* _BRIEF_: State the number of lines with "reader" in the listing, leaving out everything else.

* _ENTRIES SUPPLIED_:
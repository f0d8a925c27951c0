//! Graph store for relational traversals
//!
//! Answers one-hop traversals over a closed relationship set. Start nodes
//! match case-insensitively; traversals that yield no targets produce no
//! record at all rather than an empty one.

use anyhow::{Context, Result};
use serde::{Deserialize, Serialize};
use std::collections::HashMap;
use std::path::Path;

use crate::router::Intent;

/// Closed set of edge labels in the knowledge graph.
#[derive(Debug, Clone, Copy, PartialEq, Eq, Hash, Serialize)]
pub enum Relationship {
    /// `(Pokemon)-[:EVOLVES_TO]->(Pokemon)`
    EvolvesTo,
    /// `(Type)-[:STRONG_AGAINST]->(Type)`
    StrongAgainst,
    /// `(Type)-[:WEAK_AGAINST]->(Type)`
    WeakAgainst,
    /// `(Pokemon)-[:HAS_TYPE]->(Type)`
    HasType,
}

impl Relationship {
    /// Edge label as stored in the graph.
    pub fn as_str(&self) -> &'static str {
        match self {
            Relationship::EvolvesTo => "EVOLVES_TO",
            Relationship::StrongAgainst => "STRONG_AGAINST",
            Relationship::WeakAgainst => "WEAK_AGAINST",
            Relationship::HasType => "HAS_TYPE",
        }
    }

    /// Map an intent attribute to its traversal, if any. Attributes with
    /// no graph counterpart (factual ones, or unknown keywords) map to
    /// `None` and are skipped by the caller.
    pub fn from_attribute(attribute: &str) -> Option<Self> {
        match attribute {
            "evolves_to" => Some(Relationship::EvolvesTo),
            "strong_against" => Some(Relationship::StrongAgainst),
            "weak_against" => Some(Relationship::WeakAgainst),
            "has_type" => Some(Relationship::HasType),
            _ => None,
        }
    }
}

/// Traversal seam over the knowledge graph.
pub trait GraphStore: Send + Sync {
    /// All targets one hop from `start` along `relationship`. The start
    /// node matches case-insensitively; unknown nodes yield an empty list.
    fn traverse(&self, start: &str, relationship: Relationship) -> Result<Vec<String>>;
}

#[derive(Debug, Deserialize)]
struct SourceTargetRow {
    source: String,
    target: String,
}

#[derive(Debug, Deserialize)]
struct TypeRelationRow {
    source: String,
    relation: String,
    target: String,
}

#[derive(Debug, Deserialize)]
struct HasTypeRow {
    pokemon: String,
    #[serde(rename = "type")]
    type_name: String,
}

/// In-memory graph store loaded from the exported edge CSVs.
pub struct CsvGraphStore {
    /// Adjacency per relationship, keyed by lowercased start node.
    edges: HashMap<Relationship, HashMap<String, Vec<String>>>,
}

impl CsvGraphStore {
    /// Load a store from a directory holding `evolutions_edges.csv`,
    /// `type_relations_edges.csv`, and `has_type_edges.csv`. Missing
    /// files leave their relationship empty.
    pub fn load(dir: impl AsRef<Path>) -> Result<Self> {
        let dir = dir.as_ref();
        let mut store = Self {
            edges: HashMap::new(),
        };

        let evolutions = dir.join("evolutions_edges.csv");
        if evolutions.is_file() {
            let mut reader = csv::Reader::from_path(&evolutions)
                .with_context(|| format!("Failed to open {}", evolutions.display()))?;
            for row in reader.deserialize::<SourceTargetRow>() {
                let row = row.context("Invalid evolution edge row")?;
                store.insert(Relationship::EvolvesTo, &row.source, row.target);
            }
        } else {
            tracing::debug!("No evolutions_edges.csv in {}", dir.display());
        }

        let relations = dir.join("type_relations_edges.csv");
        if relations.is_file() {
            let mut reader = csv::Reader::from_path(&relations)
                .with_context(|| format!("Failed to open {}", relations.display()))?;
            for row in reader.deserialize::<TypeRelationRow>() {
                let row = row.context("Invalid type relation row")?;
                match Relationship::from_attribute(&row.relation.to_lowercase()) {
                    Some(relationship) => store.insert(relationship, &row.source, row.target),
                    None => tracing::warn!("Unknown relation label {:?}, skipping", row.relation),
                }
            }
        } else {
            tracing::debug!("No type_relations_edges.csv in {}", dir.display());
        }

        let has_type = dir.join("has_type_edges.csv");
        if has_type.is_file() {
            let mut reader = csv::Reader::from_path(&has_type)
                .with_context(|| format!("Failed to open {}", has_type.display()))?;
            for row in reader.deserialize::<HasTypeRow>() {
                let row = row.context("Invalid has-type edge row")?;
                store.insert(Relationship::HasType, &row.pokemon, row.type_name);
            }
        } else {
            tracing::debug!("No has_type_edges.csv in {}", dir.display());
        }

        let total: usize = store
            .edges
            .values()
            .flat_map(|adjacency| adjacency.values())
            .map(Vec::len)
            .sum();
        tracing::info!("Graph store loaded: {total} edges from {}", dir.display());

        Ok(store)
    }

    /// Build a store directly from edge triples. Used by tests and the
    /// in-process pipeline assembly.
    pub fn from_edges(triples: Vec<(String, Relationship, String)>) -> Self {
        let mut store = Self {
            edges: HashMap::new(),
        };
        for (source, relationship, target) in triples {
            store.insert(relationship, &source, target);
        }
        store
    }

    fn insert(&mut self, relationship: Relationship, source: &str, target: String) {
        self.edges
            .entry(relationship)
            .or_default()
            .entry(source.trim().to_lowercase())
            .or_default()
            .push(target.trim().to_string());
    }
}

impl GraphStore for CsvGraphStore {
    fn traverse(&self, start: &str, relationship: Relationship) -> Result<Vec<String>> {
        Ok(self
            .edges
            .get(&relationship)
            .and_then(|adjacency| adjacency.get(&start.trim().to_lowercase()))
            .cloned()
            .unwrap_or_default())
    }
}

/// Traversal result for one entity and relationship.
#[derive(Debug, Clone, Serialize)]
pub struct RelationRecord {
    /// Entity the traversal started from.
    pub entity: String,
    /// Attribute keyword the traversal answered (e.g. `evolves_to`).
    pub relation: String,
    /// Target node names, never empty.
    pub targets: Vec<String>,
}

/// Answer a relational intent against the graph store.
///
/// One traversal per recognized attribute. Attributes without a graph
/// counterpart are skipped, and traversals with no targets are omitted
/// from the result entirely.
pub fn lookup_relational(store: &dyn GraphStore, intent: &Intent) -> Result<Vec<RelationRecord>> {
    let Some(entity) = intent.entity.as_deref() else {
        tracing::debug!("Relational intent without entity, skipping");
        return Ok(Vec::new());
    };

    let mut records = Vec::new();
    for attribute in &intent.attributes {
        let Some(relationship) = Relationship::from_attribute(attribute) else {
            tracing::debug!("Attribute {attribute:?} has no traversal, skipping");
            continue;
        };

        let targets = store.traverse(entity, relationship)?;
        tracing::debug!(
            "{entity} -[{}]-> {} target(s)",
            relationship.as_str(),
            targets.len()
        );
        if targets.is_empty() {
            continue;
        }

        records.push(RelationRecord {
            entity: entity.to_string(),
            relation: attribute.clone(),
            targets,
        });
    }

    Ok(records)
}

#[cfg(test)]
mod tests {
    use super::*;
    use crate::router::IntentKind;
    use std::fs;

    fn relational_intent(entity: Option<&str>, attributes: &[&str]) -> Intent {
        Intent {
            kind: IntentKind::Relational,
            entity: entity.map(String::from),
            attributes: attributes.iter().map(|a| a.to_string()).collect(),
            confidence: 0.9,
        }
    }

    fn sample_store() -> CsvGraphStore {
        CsvGraphStore::from_edges(vec![
            (
                "Eevee".to_string(),
                Relationship::EvolvesTo,
                "Vaporeon".to_string(),
            ),
            (
                "Eevee".to_string(),
                Relationship::EvolvesTo,
                "Jolteon".to_string(),
            ),
            (
                "Water".to_string(),
                Relationship::StrongAgainst,
                "Fire".to_string(),
            ),
            (
                "Pikachu".to_string(),
                Relationship::HasType,
                "Electric".to_string(),
            ),
        ])
    }

    #[test]
    fn test_traverse_case_insensitive() {
        let store = sample_store();

        let targets = store.traverse("eevee", Relationship::EvolvesTo).unwrap();
        assert_eq!(targets, vec!["Vaporeon", "Jolteon"]);

        let targets = store.traverse("EEVEE", Relationship::EvolvesTo).unwrap();
        assert_eq!(targets.len(), 2);
    }

    #[test]
    fn test_lookup_relational_eevee_evolutions() {
        let store = sample_store();
        let intent = relational_intent(Some("Eevee"), &["evolves_to"]);

        let records = lookup_relational(&store, &intent).unwrap();

        assert_eq!(records.len(), 1);
        assert_eq!(records[0].entity, "Eevee");
        assert_eq!(records[0].relation, "evolves_to");
        assert!(records[0].targets.contains(&"Vaporeon".to_string()));
    }

    #[test]
    fn test_empty_traversal_omitted() {
        let store = sample_store();
        // Pikachu has no evolution edge here; Water has a matchup edge.
        let intent = relational_intent(Some("Pikachu"), &["evolves_to", "has_type"]);

        let records = lookup_relational(&store, &intent).unwrap();

        assert_eq!(records.len(), 1);
        assert_eq!(records[0].relation, "has_type");
    }

    #[test]
    fn test_unknown_attribute_and_missing_entity() {
        let store = sample_store();

        let unknown = relational_intent(Some("Eevee"), &["favorite_color"]);
        assert!(lookup_relational(&store, &unknown).unwrap().is_empty());

        let no_entity = relational_intent(None, &["evolves_to"]);
        assert!(lookup_relational(&store, &no_entity).unwrap().is_empty());
    }

    #[test]
    fn test_load_from_exported_csvs() {
        let dir = tempfile::tempdir().unwrap();
        fs::write(
            dir.path().join("evolutions_edges.csv"),
            "source,target\nEevee,Vaporeon\n",
        )
        .unwrap();
        fs::write(
            dir.path().join("type_relations_edges.csv"),
            "source,relation,target\nWater,strong_against,Fire\nFire,weak_against,Water\n",
        )
        .unwrap();
        fs::write(
            dir.path().join("has_type_edges.csv"),
            "pokemon,type\nPikachu,Electric\n",
        )
        .unwrap();

        let store = CsvGraphStore::load(dir.path()).unwrap();

        assert_eq!(
            store.traverse("Eevee", Relationship::EvolvesTo).unwrap(),
            vec!["Vaporeon"]
        );
        assert_eq!(
            store.traverse("water", Relationship::StrongAgainst).unwrap(),
            vec!["Fire"]
        );
        assert_eq!(
            store.traverse("Fire", Relationship::WeakAgainst).unwrap(),
            vec!["Water"]
        );
        assert_eq!(
            store.traverse("Pikachu", Relationship::HasType).unwrap(),
            vec!["Electric"]
        );
    }

    #[test]
    fn test_load_missing_files_leaves_empty_store() {
        let dir = tempfile::tempdir().unwrap();
        let store = CsvGraphStore::load(dir.path()).unwrap();
        assert!(store
            .traverse("Eevee", Relationship::EvolvesTo)
            .unwrap()
            .is_empty());
    }
}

* _RESPONSE FOR THIS EXERCISE_: 6